> What is needed
Pull out every line below holding the word "title".

> Material shown
□ □ □

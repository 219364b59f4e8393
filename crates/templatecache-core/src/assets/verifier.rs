//! Bounded-concurrency verification of template assets.
//!
//! A fixed number of workers share a cursor over the templates that have an
//! asset URL. Each worker claims the next unclaimed item and probes it until
//! the cursor runs past the end. [`verify_assets`] returns only after every
//! worker has finished.

use std::sync::atomic::{AtomicUsize, Ordering};
use std::time::Duration;

use serde::Serialize;
use tokio::time::timeout;
use tracing::{debug, info, warn};

use super::probe::{AssetProbe, ProbeError, ProbeResponse};
use crate::models::Template;

/// Failures listed individually by [`VerificationSummary::log`].
const MAX_LOGGED_FAILURES: usize = 10;

#[derive(Debug, Clone, Copy, PartialEq, Eq, Serialize)]
#[cfg_attr(feature = "ts", derive(ts_rs::TS), ts(export))]
#[serde(rename_all = "snake_case")]
pub enum FailureReason {
    MissingUrl,
    HttpError,
    NotImage,
    NetworkError,
}

/// Outcome of probing one asset URL.
#[derive(Debug, Clone, PartialEq, Eq, Serialize)]
#[serde(rename_all = "camelCase")]
pub struct VerificationResult {
    pub ok: bool,
    pub status: Option<u16>,
    pub content_type: Option<String>,
    pub reason: Option<FailureReason>,
    pub error: Option<String>,
}

impl VerificationResult {
    fn from_response(response: ProbeResponse) -> Self {
        let reason = if !response.is_success() {
            Some(FailureReason::HttpError)
        } else if !response.looks_like_image() {
            Some(FailureReason::NotImage)
        } else {
            None
        };
        Self {
            ok: reason.is_none(),
            status: Some(response.status),
            content_type: response.content_type,
            reason,
            error: None,
        }
    }

    fn failure(reason: FailureReason, error: impl Into<String>) -> Self {
        Self {
            ok: false,
            status: None,
            content_type: None,
            reason: Some(reason),
            error: Some(error.into()),
        }
    }
}

/// One failed asset, as listed in a summary.
#[derive(Debug, Clone, PartialEq, Eq, Serialize)]
#[cfg_attr(feature = "ts", derive(ts_rs::TS), ts(export))]
pub struct AssetFailure {
    pub id: String,
    pub title: String,
    pub url: String,
    pub reason: FailureReason,
    pub status: Option<u16>,
}

#[derive(Debug, Clone, Default, PartialEq, Eq, Serialize)]
#[cfg_attr(feature = "ts", derive(ts_rs::TS), ts(export))]
#[serde(rename_all = "camelCase")]
pub struct VerificationSummary {
    pub total: usize,
    pub with_icon: usize,
    pub ok: usize,
    pub failed: usize,
    /// Every failed asset, uncapped.
    pub failures: Vec<AssetFailure>,
    /// Ids of templates whose asset passed.
    pub passed: Vec<String>,
}

impl VerificationSummary {
    pub fn log(&self) {
        info!(
            total = self.total,
            with_icon = self.with_icon,
            ok = self.ok,
            failed = self.failed,
            "Template asset verification finished"
        );
        for failure in self.failures.iter().take(MAX_LOGGED_FAILURES) {
            warn!(
                template = %failure.id,
                title = %failure.title,
                url = %failure.url,
                reason = ?failure.reason,
                status = ?failure.status,
                "Template asset failed verification"
            );
        }
        if self.failures.len() > MAX_LOGGED_FAILURES {
            warn!(more = self.failures.len() - MAX_LOGGED_FAILURES, "Further asset failures not shown");
        }
    }
}

/// Probe one asset URL: HEAD first, then GET if HEAD is unsupported or fails.
///
/// A timeout on either request is final and reported as a network error.
pub async fn check_asset(probe: &dyn AssetProbe, url: &str, limit: Duration) -> VerificationResult {
    let url = url.trim();
    if url.is_empty() {
        return VerificationResult::failure(FailureReason::MissingUrl, "no asset url");
    }

    match timeout(limit, probe.head(url)).await {
        Err(_) => return VerificationResult::failure(FailureReason::NetworkError, "timed out"),
        Ok(Ok(response)) if response.is_success() => {
            return VerificationResult::from_response(response);
        }
        Ok(Ok(response)) => debug!(url = url, status = response.status, "HEAD failed, retrying with GET"),
        Ok(Err(e)) => debug!(url = url, error = %e, "HEAD unavailable, retrying with GET"),
    }

    match timeout(limit, probe.get(url)).await {
        Err(_) => VerificationResult::failure(FailureReason::NetworkError, "timed out"),
        Ok(Ok(response)) => VerificationResult::from_response(response),
        Ok(Err(ProbeError::Network(message))) => {
            VerificationResult::failure(FailureReason::NetworkError, message)
        }
        Ok(Err(e @ ProbeError::Unsupported)) => {
            VerificationResult::failure(FailureReason::NetworkError, e.to_string())
        }
    }
}

/// Probe every template asset with at most `concurrency` probes in flight.
///
/// Templates without an asset URL are counted in `total` only. Templates are
/// never modified.
pub async fn verify_assets(
    templates: &[Template],
    probe: &dyn AssetProbe,
    concurrency: usize,
    limit: Duration,
) -> VerificationSummary {
    let items: Vec<(&Template, &str)> = templates
        .iter()
        .filter_map(|t| t.icon_url().map(|url| (t, url)))
        .collect();

    let mut summary = VerificationSummary {
        total: templates.len(),
        with_icon: items.len(),
        ..VerificationSummary::default()
    };
    if items.is_empty() {
        return summary;
    }

    let workers = concurrency.clamp(1, items.len());
    let cursor = AtomicUsize::new(0);
    debug!(items = items.len(), workers = workers, "Verifying template assets");

    let items_ref = &items;
    let cursor_ref = &cursor;
    let worker = move |_: usize| async move {
        let mut checked = Vec::new();
        loop {
            let index = cursor_ref.fetch_add(1, Ordering::Relaxed);
            let Some((_, url)) = items_ref.get(index) else {
                break;
            };
            checked.push((index, check_asset(probe, url, limit).await));
        }
        checked
    };

    let mut results: Vec<(usize, VerificationResult)> =
        futures::future::join_all((0..workers).map(worker))
            .await
            .into_iter()
            .flatten()
            .collect();
    results.sort_by_key(|(index, _)| *index);

    for (index, result) in results {
        let (template, url) = items[index];
        if result.ok {
            summary.ok += 1;
            summary.passed.push(template.id.clone());
        } else {
            summary.failed += 1;
            summary.failures.push(AssetFailure {
                id: template.id.clone(),
                title: template.title.clone(),
                url: url.to_string(),
                reason: result.reason.unwrap_or(FailureReason::NetworkError),
                status: result.status,
            });
        }
    }

    summary
}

□ □ □

> Expected output
    pub title: String,
                title = %failure.title,
                title: template.title.clone(),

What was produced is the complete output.